Determination of zinc oxide in sunscreen using ion chromatography with visible absorbance detection

Significance of the Topic

Determination of zinc oxide in sunscreen is essential for ensuring product safety and efficacy, as zinc oxide acts as a broad-spectrum UV blocker and its content must comply with regulatory limits. Modernizing compendial assays from manual titration to automated ion chromatography (IC) supports higher throughput, improved specificity, and alignment with USP monograph updates.

Objectives and Study Overview

This study aimed to develop and validate an IC method for quantifying zinc oxide in various sunscreen formulations, following the proposed USP General Chapter <591> Zinc Determination. The method replaces traditional titration in zinc-containing monographs and addresses challenges in sample preparation, particularly for water-resistant products.

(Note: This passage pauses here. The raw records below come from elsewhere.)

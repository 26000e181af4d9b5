use serde::{Deserialize, Serialize};

/// A 2-D point in image coordinates (pixels).
#[derive(Debug, Clone, Copy, PartialEq, Serialize, Deserialize)]
pub struct Point {
    pub x: f32,
    pub y: f32,
}

impl Point {
    pub fn new(x: f32, y: f32) -> Self {
        Self { x, y }
    }

    /// Euclidean distance to another point.
    pub fn distance(&self, other: &Point) -> f32 {
        let dx = self.x - other.x;
        let dy = self.y - other.y;
        (dx * dx + dy * dy).sqrt()
    }

    /// Midpoint between two points.
    pub fn midpoint(&self, other: &Point) -> Point {
        Point {
            x: (self.x + other.x) / 2.0,
            y: (self.y + other.y) / 2.0,
        }
    }
}

/// The five canonical face-shape categories.
#[derive(Debug, Clone, Copy, PartialEq, Eq, Hash, Serialize, Deserialize)]
pub enum FaceShape {
    /// Balanced proportions, slightly longer than wide, soft chin.
    Oval,
    /// Short face, wide jaw, soft chin.
    Round,
    /// Short-to-medium face, jaw nearly as wide as the cheekbones, flat chin.
    Square,
    /// Drastic jaw taper and a pointed chin.
    Heart,
    /// Markedly longer than wide, balanced jaw and chin.
    Oblong,
}

impl FaceShape {
    /// Human-readable name.
    pub fn name(&self) -> &'static str {
        match self {
            Self::Oval => "Oval",
            Self::Round => "Round",
            Self::Square => "Square",
            Self::Heart => "Heart",
            Self::Oblong => "Oblong",
        }
    }

    /// All shape variants, for iteration.
    pub fn all() -> &'static [FaceShape] {
        &[
            FaceShape::Oval,
            FaceShape::Round,
            FaceShape::Square,
            FaceShape::Heart,
            FaceShape::Oblong,
        ]
    }

    /// Eyewear-frame recommendation for this face shape.
    pub fn recommendation(&self) -> FrameRecommendation {
        match self {
            Self::Oval => FrameRecommendation {
                frames: "Almost any frame style works",
                description: "Oval faces are the most versatile shape. Aviator, \
                              wayfarer, cat-eye, and rectangular frames all suit it.",
                style: "aviator",
            },
            Self::Round => FrameRecommendation {
                frames: "Rectangular / angular frames",
                description: "Angular and rectangular frames add definition and \
                              make a round face look slimmer and more proportioned.",
                style: "rectangular",
            },
            Self::Square => FrameRecommendation {
                frames: "Round / oval frames",
                description: "Round or oval frames soften the angles of the face \
                              for a smoother, more balanced look.",
                style: "round",
            },
            Self::Heart => FrameRecommendation {
                frames: "Bottom-heavy frames",
                description: "Frames that are wider at the bottom balance a broad \
                              forehead against a narrower chin.",
                style: "bottom-heavy",
            },
            Self::Oblong => FrameRecommendation {
                frames: "Oversized / wide frames",
                description: "Oversized or wide frames visually shorten a long \
                              face and restore proportion.",
                style: "oversized",
            },
        }
    }
}

impl std::fmt::Display for FaceShape {
    fn fmt(&self, f: &mut std::fmt::Formatter<'_>) -> std::fmt::Result {
        f.write_str(self.name())
    }
}

/// Static eyewear-frame advice for one face shape.
#[derive(Debug, Clone, Copy, Serialize)]
pub struct FrameRecommendation {
    /// Short summary of the recommended frame family.
    pub frames: &'static str,
    /// Longer styling rationale.
    pub description: &'static str,
    /// Reference frame-style identifier for asset lookup.
    pub style: &'static str,
}

/// One of the k nearest reference points considered during classification.
#[derive(Debug, Clone, Copy, Serialize)]
pub struct Neighbor {
    pub shape: FaceShape,
    /// Euclidean distance in normalized feature space.
    pub distance: f32,
}

/// Result of classifying a feature vector against the reference dataset.
#[derive(Debug, Clone, Serialize)]
pub struct ShapePrediction {
    /// Winning face shape (majority vote among the k nearest neighbors).
    pub shape: FaceShape,
    /// Fraction of the considered neighbors agreeing with the winner, in (0, 1].
    ///
    /// A local vote fraction, not a calibrated probability.
    pub confidence: f32,
    /// The neighbors that voted, sorted ascending by distance.
    pub neighbors: Vec<Neighbor>,
}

Methodology and Instrumentation

• Instrumentation
  • Dionex ICS-5000+ HPIC system (Dual Pump, Column Heater, Degasser, UV/Vis Detector)
  • Dionex Chromeleon 7.2.5 Chromatography Workstation
  • Dionex IonPac CS5A analytical column with CG5A guard column
• Chromatographic Conditions
  • Eluent: 7.0 mM pyridine-2,6-dicarboxylic acid (PDCA), 66.0 mM KOH, 5.6 mM K₂SO₄, 74.0 mM formic acid
  • Flow rate: 0.30 mL/min; Column temperature: 30 °C; Injection: 2.5 µL
  • Post-column reagent: 0.5 mM PAR in buffered diluent; Flow rate: 0.15 mL/min; Detection: 530 nm
• Sample Preparation
  • Method A: Dissolution in 6 N HCl for non-water-resistant sunscreens
  • Method B: Addition of acetonitrile prior to 6 N HCl extraction for water-resistant formulations
• Validation Criteria
  • Specificity, linearity (0.1–30 µg/mL), LOD (0.1 µg/mL), LOQ (0.3 µg/mL)
  • Accuracy, precision, and robustness per USP <1225> and <621>

Main Results and Discussion

The IC method provided clear separation of Zn-PDCA complex at ~7.9 min, distinct from other transition metals. Calibration across 11 levels yielded r²=0.9995. The method achieved an LOD of 0.1 µg/mL and LOQ of 0.3 µg/mL. Method A produced accurate results for non-water-resistant sunscreens but underestimated zinc in water-resistant samples. Incorporating acetonitrile in Method B restored zinc recovery to 96–101% across all tested sunscreens. Precision RSD was <1%, and robustness tests (±10% flow rate, temperature, eluent strength) showed minimal impact on retention time, peak shape, and area.

Benefits and Practical Applications

• Automates zinc oxide analysis, reducing manual effort and variability
• Applicable to diverse sunscreen formulations including water-resistant types
• Compliant with USP compendial standards, supporting monograph modernization
• Provides high sensitivity and specificity for quality control laboratories

Future Trends and Potential Applications

• Coupling IC with mass spectrometry for multi-element profiling in personal care products
• Development of faster UHPLC-based IC separations for increased throughput
• Expansion to characterizing other metal-based UV filters in cosmetics
• Integration of automated inline sample preparation for complex formulations

Conclusion

The optimized IC method with enhanced sample preparation reliably quantifies zinc oxide in sunscreen formulations, meeting accuracy, precision, sensitivity, and robustness requirements. Method B ensures complete extraction from water-resistant products, making the protocol suitable for inclusion in USP monographs and routine QC testing.

References

1. FDA Sunscreen Drug Products for Over-the-Counter Human Use; 63 FR 56584, 1998.
2. 21 CFR 352.10 Sunscreen Drug Products; 64 FR 27687, 1999.
3. USP General Chapter <591> Zinc Determination, Pharmacopeial Forum 42(6), 2016.
4. USP General Chapter <1225> Validation of Compendial Methods, USP40 NF35, 2017.
5. USP General Chapter <621> Chromatography, USP40 NF35, 2017.